Article Text
Abstract
Statement of Purpose Problems of unit scale and resolution plague population analyses of violence and crime related to alcohol outlets: Crime related to outlets may be located within a block (e.g., assault and battery), residential areas some distance away (e.g., child physical abuse), or diffusely spread across communities (e.g., drunken driving). When a social process is localised, highly resolved spatial analyses can identify local effects; when non-local, highly resolved analyses may miss the mark, identifying no local effects. We (1) conducted multiscale spatial analyses of crime to assess variation in spatial effects and (2) determined whether off-premise outlets, in particular, are associated with crimes in local or adjacent areas.

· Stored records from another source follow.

use async_trait::async_trait;
use reqwest::Client;
use serde_json::Value;
use std::time::Duration;
use tracing::{debug, error};

use crate::model::Forecast;

use super::{ForecastQuery, MarineWeatherProvider, ProviderError};

pub const MARINE_API_URL: &str = "https://marine-api.open-meteo.com/v1/marine";

/// Hourly series requested for every forecast.
pub const HOURLY_CONDITIONS: &[&str] = &[
    "wave_height",
    "wave_direction",
    "wave_period",
    "wind_wave_height",
    "wind_wave_direction",
    "wind_wave_period",
    "wind_wave_peak_period",
    "swell_wave_height",
    "swell_wave_direction",
    "swell_wave_period",
    "swell_wave_peak_period",
    "ocean_current_velocity",
    "ocean_current_direction",
];

#[derive(Debug, Clone)]
pub struct OpenMeteoMarineProvider {
    api_url: String,
    api_host: String,
    http: Client,
}

impl OpenMeteoMarineProvider {
    pub fn new(api_url: String, timeout: Duration) -> Result<Self, ProviderError> {
        let http = Client::builder()
            .timeout(timeout)
            .build()
            .map_err(|e| ProviderError::Client(e.to_string()))?;

        let api_host = reqwest::Url::parse(&api_url)
            .ok()
            .and_then(|url| url.host_str().map(str::to_string))
            .unwrap_or_else(|| api_url.clone());

        Ok(Self { api_url, api_host, http })
    }

    fn query_params(query: &ForecastQuery) -> Vec<(&'static str, String)> {
        vec![
            ("latitude", query.latitude.to_string()),
            ("longitude", query.longitude.to_string()),
            ("hourly", HOURLY_CONDITIONS.join(",")),
            ("start_date", query.start_date.clone()),
            ("end_date", query.end_date.clone()),
            ("wind_speed_unit", "kn".to_string()),
            ("timezone", query.timezone.clone()),
        ]
    }
}

#[async_trait]
impl MarineWeatherProvider for OpenMeteoMarineProvider {
    fn source(&self) -> &'static str {
        "open-meteo"
    }

    fn api_source(&self) -> &str {
        &self.api_host
    }

    async fn fetch_forecast(&self, query: &ForecastQuery) -> Result<Forecast, ProviderError> {
        debug!(
            latitude = query.latitude,
            longitude = query.longitude,
            start_date = %query.start_date,
            timezone = %query.timezone,
            "Fetching marine weather"
        );

        let res = self
            .http
            .get(&self.api_url)
            .query(&Self::query_params(query))
            .send()
            .await?;

        let status = res.status();
        let body = res.text().await?;

        if !status.is_success() {
            error!(status = status.as_u16(), body = %truncate_body(&body), "Marine weather request failed");
            return Err(ProviderError::Status {
                status: status.as_u16(),
                body: truncate_body(&body),
            });
        }

        parse_forecast(&body)
    }
}

fn parse_forecast(body: &str) -> Result<Forecast, ProviderError> {
    let value: Value =
        serde_json::from_str(body).map_err(|e| ProviderError::Decode(e.to_string()))?;
    Forecast::from_value(value).map_err(ProviderError::Decode)
}

fn truncate_body(body: &str) -> String {
    const MAX: usize = 200;
    if body.len() <= MAX {
        return body.to_string();
    }
    let mut end = MAX;
    while !body.is_char_boundary(end) {
        end -= 1;
    }
    format!("{}...", &body[..end])
}

#[cfg(test)]
mod tests {
    use super::*;

    fn query() -> ForecastQuery {
        ForecastQuery {
            latitude: -23.5505,
            longitude: -46.6333,
            start_date: "2024-12-01".into(),
            end_date: "2024-12-01".into(),
            timezone: "America/Sao_Paulo".into(),
        }
    }

    #[test]
    fn query_uses_single_day_range_and_knots() {
        let params = OpenMeteoMarineProvider::query_params(&query());
        let get = |k: &str| {
            params
                .iter()
                .find(|(key, _)| *key == k)
                .map(|(_, v)| v.as_str())
        };

        assert_eq!(get("latitude"), Some("-23.5505"));
        assert_eq!(get("longitude"), Some("-46.6333"));
        assert_eq!(get("start_date"), Some("2024-12-01"));
        assert_eq!(get("end_date"), Some("2024-12-01"));
        assert_eq!(get("wind_speed_unit"), Some("kn"));
        assert_eq!(get("timezone"), Some("America/Sao_Paulo"));

        let hourly = get("hourly").unwrap();
        assert_eq!(hourly.split(',').count(), HOURLY_CONDITIONS.len());
        assert!(hourly.starts_with("wave_height,"));
    }

    #[test]
    fn parses_marine_response() {
        let body = r#"{
            "latitude": -23.5, "longitude": -46.625,
            "generationtime_ms": 0.2, "utc_offset_seconds": -10800,
            "timezone": "America/Sao_Paulo", "timezone_abbreviation": "-03",
            "elevation": 0.0,
            "hourly_units": { "time": "iso8601", "wave_height": "m" },
            "hourly": { "time": ["2024-12-01T00:00"], "wave_height": [1.4] }
        }"#;

        let forecast = parse_forecast(body).expect("valid response");
        assert_eq!(forecast.conditions(), vec!["wave_height"]);
        assert_eq!(forecast.as_map().get("utc_offset_seconds"), Some(&Value::from(-10800)));
    }

    #[test]
    fn response_without_hourly_is_a_decode_error() {
        let err = parse_forecast(r#"{ "error": true, "reason": "nope" }"#).unwrap_err();
        assert!(matches!(err, ProviderError::Decode(_)));

        let err = parse_forecast("<html>").unwrap_err();
        assert!(matches!(err, ProviderError::Decode(_)));
    }

    #[test]
    fn truncate_respects_char_boundaries() {
        let body = "é".repeat(150);
        let out = truncate_body(&body);

        assert!(out.ends_with("..."));
        assert!(out.len() <= 203);
    }

    #[test]
    fn api_host_is_derived_from_url() {
        let provider =
            OpenMeteoMarineProvider::new(MARINE_API_URL.to_string(), Duration::from_secs(10))
                .unwrap();
        assert_eq!(provider.api_source(), "marine-api.open-meteo.com");
    }
}
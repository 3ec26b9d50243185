//! `wordforge` command-line entry point.

use anyhow::Result;
use clap::Parser;
use wordforge_engine::cli::{run_cli, Cli};

fn main() -> Result<()> {
    let cli = Cli::parse();
    run_cli(cli)
}
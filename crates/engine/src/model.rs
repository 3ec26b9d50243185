//! Model lifecycle: load-or-create, training, persistence and generation.
//!
//! The vocabulary and predictor live in an immutable [`ModelSnapshot`].
//! Generation captures the current snapshot once and uses it for the whole
//! request. `train` and `load` are serialised by a write lock and publish a
//! new snapshot atomically when they succeed, so an in-flight request never
//! sees a vocabulary that does not belong to its predictor. `save` takes the
//! same lock, so the files on disk always come from a single snapshot.

use crate::config::EngineConfig;
use crate::descriptor::VocabularyDescriptor;
use crate::error::EngineError;
use crate::report::{LoadOutcome, ModelInfo, SaveOutcome, TrainingReport};
use anyhow::{ensure, Context, Result};
use arc_swap::ArcSwap;
use std::sync::{Arc, Mutex, PoisonError};
use tracing::{info, warn};
use wordforge_decoding::{Decoder, GenerateOptions, GenerationOutput};
use wordforge_predictor::{
    FitConfig, NeuralRuntime, PredictorRuntime, PredictorShape, SequencePredictor,
};
use wordforge_vocab::{build_dataset, Vocabulary};

/// Corpus used to build a vocabulary when no persisted model can be restored.
pub const SEED_CORPUS: [&str; 7] = [
    "olá como vai você hoje",
    "o que você quer fazer",
    "vamos criar algo incrível",
    "inteligência artificial é fascinante",
    "machine learning e deep learning",
    "processamento de linguagem natural",
    "este é um exemplo de texto",
];

pub struct ModelSnapshot {
    pub vocabulary: Arc<Vocabulary>,
    pub predictor: Option<Arc<dyn SequencePredictor>>,
    pub shape: PredictorShape,
}

impl ModelSnapshot {
    fn unloaded(shape: PredictorShape) -> Self {
        Self {
            vocabulary: Arc::new(Vocabulary::empty()),
            predictor: None,
            shape,
        }
    }

    fn new(vocabulary: Vocabulary, predictor: Box<dyn SequencePredictor>) -> Self {
        Self {
            vocabulary: Arc::new(vocabulary),
            shape: *predictor.shape(),
            predictor: Some(Arc::from(predictor)),
        }
    }

    pub fn is_loaded(&self) -> bool {
        self.predictor.is_some()
    }
}

pub struct TextModel {
    config: EngineConfig,
    runtime: Arc<dyn PredictorRuntime>,
    state: ArcSwap<ModelSnapshot>,
    write_lock: tokio::sync::Mutex<()>,
    rng: Mutex<fastrand::Rng>,
}

impl TextModel {
    pub fn new(config: EngineConfig, runtime: Arc<dyn PredictorRuntime>) -> Self {
        let rng = config
            .seed
            .map(fastrand::Rng::with_seed)
            .unwrap_or_else(fastrand::Rng::new);
        Self {
            state: ArcSwap::from_pointee(ModelSnapshot::unloaded(config.shape())),
            config,
            runtime,
            write_lock: tokio::sync::Mutex::new(()),
            rng: Mutex::new(rng),
        }
    }

    /// Model backed by [`NeuralRuntime`] configured from `config`.
    pub fn with_neural_runtime(config: EngineConfig) -> Self {
        let runtime = NeuralRuntime::new(config.learning_rate, config.seed);
        Self::new(config, Arc::new(runtime))
    }

    pub fn config(&self) -> &EngineConfig {
        &self.config
    }

    /// The snapshot new requests will use.
    pub fn snapshot(&self) -> Arc<ModelSnapshot> {
        self.state.load_full()
    }

    pub fn info(&self) -> ModelInfo {
        let snapshot = self.snapshot();
        ModelInfo {
            loaded: snapshot.is_loaded(),
            vocabulary_size: snapshot.vocabulary.len(),
            max_sequence_length: snapshot.shape.max_sequence_length,
            embedding_dim: snapshot.shape.embedding_dim,
        }
    }

    /// Restore the persisted model, or install a fresh one when that fails.
    ///
    /// Only a failure to build the fresh model is returned as an error.
    pub async fn load(&self) -> Result<LoadOutcome, EngineError> {
        let _guard = self.write_lock.lock().await;

        match self.restore().await {
            Ok(snapshot) => {
                info!(
                    vocabulary_size = snapshot.vocabulary.len(),
                    predictor = snapshot.predictor.as_ref().map(|p| p.name()),
                    dir = %self.config.model_dir.display(),
                    "model restored from disk"
                );
                self.state.store(Arc::new(snapshot));
                Ok(LoadOutcome::Restored)
            }
            Err(e) => {
                warn!(error = %format!("{:#}", e), "could not restore model, creating a new one");
                let snapshot = self.fresh_snapshot().map_err(EngineError::FatalInit)?;
                info!(
                    vocabulary_size = snapshot.vocabulary.len(),
                    "new model created from seed corpus"
                );
                self.state.store(Arc::new(snapshot));
                Ok(LoadOutcome::Fallback {
                    reason: format!("{:#}", e),
                })
            }
        }
    }

    async fn restore(&self) -> Result<ModelSnapshot> {
        let descriptor =
            VocabularyDescriptor::load_from_file(&self.config.vocabulary_path()).await?;
        let vocabulary = descriptor
            .to_vocabulary()
            .context("vocabulary descriptor is inconsistent")?;
        let shape = descriptor.shape(self.config.embedding_dim);
        ensure!(
            shape == self.config.shape(),
            "persisted shape {:?} does not match configured shape {:?}",
            shape,
            self.config.shape()
        );

        let runtime = Arc::clone(&self.runtime);
        let path = self.config.predictor_path();
        let predictor = tokio::task::spawn_blocking(move || runtime.load(&path, &shape))
            .await
            .context("predictor load task failed")??;

        Ok(ModelSnapshot::new(vocabulary, predictor))
    }

    fn fresh_snapshot(&self) -> Result<ModelSnapshot> {
        let shape = self.config.shape();
        let predictor = self.runtime.create(&shape)?;
        let vocabulary = Vocabulary::build(&SEED_CORPUS, shape.vocab_capacity);
        Ok(ModelSnapshot::new(vocabulary, predictor))
    }

    /// Persist the current model. Failures are reported, not raised.
    pub async fn save(&self) -> SaveOutcome {
        let _guard = self.write_lock.lock().await;
        self.persist(&self.snapshot()).await
    }

    async fn persist(&self, snapshot: &ModelSnapshot) -> SaveOutcome {
        match self.try_persist(snapshot).await {
            Ok(()) => {
                info!(dir = %self.config.model_dir.display(), "model and vocabulary saved");
                SaveOutcome::Saved
            }
            Err(e) => {
                let warning = format!("{:#}", e);
                warn!(error = %warning, "failed to save model");
                SaveOutcome::Failed { warning }
            }
        }
    }

    async fn try_persist(&self, snapshot: &ModelSnapshot) -> Result<()> {
        let predictor = snapshot
            .predictor
            .clone()
            .context("no predictor to save")?;

        let path = self.config.predictor_path();
        tokio::task::spawn_blocking(move || predictor.save(&path))
            .await
            .context("predictor save task failed")??;

        VocabularyDescriptor::new(&snapshot.vocabulary, &snapshot.shape)
            .save_to_file(&self.config.vocabulary_path())
            .await
    }

    /// Rebuild the vocabulary from `texts`, fit the predictor and persist.
    ///
    /// The new vocabulary replaces the old one entirely. Nothing changes when
    /// any step before persisting fails; a failed save is reported in
    /// [`TrainingReport::save`].
    pub async fn train<S>(&self, texts: &[S], options: FitConfig) -> Result<TrainingReport, EngineError>
    where
        S: AsRef<str> + Sync,
    {
        let _guard = self.write_lock.lock().await;
        let current = self.snapshot();

        let mut predictor = match &current.predictor {
            Some(predictor) => predictor.clone_box(),
            None => self
                .runtime
                .create(&current.shape)
                .map_err(EngineError::TrainingFailed)?,
        };
        let shape = *predictor.shape();

        let vocabulary = Vocabulary::build(texts, shape.vocab_capacity);
        let dataset = build_dataset(&vocabulary, texts, shape.max_sequence_length);
        let examples = dataset.len();
        info!(
            texts = texts.len(),
            vocabulary_size = vocabulary.len(),
            examples,
            epochs = options.epochs,
            "training started"
        );

        let (predictor, metrics) = tokio::task::spawn_blocking(move || {
            let metrics = predictor.fit(&dataset, &options)?;
            Ok::<_, anyhow::Error>((predictor, metrics))
        })
        .await
        .context("training task failed")
        .and_then(|fitted| fitted)
        .map_err(EngineError::TrainingFailed)?;

        let vocabulary_size = vocabulary.len();
        let snapshot = Arc::new(ModelSnapshot::new(vocabulary, predictor));
        self.state.store(Arc::clone(&snapshot));

        let save = self.persist(&snapshot).await;
        info!(
            final_loss = metrics.final_epoch().map(|m| m.loss),
            saved = save.is_saved(),
            "training finished"
        );

        Ok(TrainingReport {
            metrics,
            examples,
            vocabulary_size,
            save,
        })
    }

    pub async fn generate_text(
        &self,
        prompt: &str,
        options: GenerateOptions,
    ) -> Result<String, EngineError> {
        Ok(self.generate(prompt, options).await?.text)
    }

    pub async fn generate(
        &self,
        prompt: &str,
        options: GenerateOptions,
    ) -> Result<GenerationOutput, EngineError> {
        self.generate_with(&self.snapshot(), prompt, options).await
    }

    pub(crate) async fn generate_with(
        &self,
        snapshot: &ModelSnapshot,
        prompt: &str,
        options: GenerateOptions,
    ) -> Result<GenerationOutput, EngineError> {
        let predictor = snapshot.predictor.clone().ok_or(EngineError::NotReady)?;
        options.validate().map_err(EngineError::InvalidOptions)?;

        let decoder = Decoder::new(
            Arc::clone(&snapshot.vocabulary),
            predictor,
            prompt,
            options,
            self.request_rng(),
        );
        decoder.run().await.map_err(EngineError::Predictor)
    }

    /// Independent RNG for one request, derived from the model's RNG.
    fn request_rng(&self) -> fastrand::Rng {
        let mut rng = self.rng.lock().unwrap_or_else(PoisonError::into_inner);
        fastrand::Rng::with_seed(rng.u64(..))
    }
}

Methods/Approach We examined relationships of violent crime incidents for Oakland, CA in 2015 with outlet locations and demographic data measured at Census block, block group and tract geographies. The impacts of aggregation bias were estimated at multiple spatial scales using the Moran’s I test for global autocorrelation. Negative Binomial models assessed relationships between predictors and outcomes across nested and adjacent (spatially lagged) units.
Results Spatial autocorrelation for violent crimes declined from tract to block scales (e.g., assaults, 0.61’”0.29), while effect sizes related to outlets increased (e.g.,+2% at the block group vs. +58% at the block level for assaults). Multiscale analyses revealed that outlet and population effects were highly localised with adjacent (spatial lagged) effects observed at the block level. Critically, effects related to block group measures (e.g., low median household income and poverty) were expressed in identifiable local blocks.
Conclusions Interpretations of crime effects related to neighbourhood conditions are conditional upon unit scale and resolution. Outlet effects are localised but exhibit important non-local (spatial lag) effects.
Significance/Contribution to Injury and Violence Prevention Science Multiscale processes and patterns characterise links between alcohol environments and violent crime.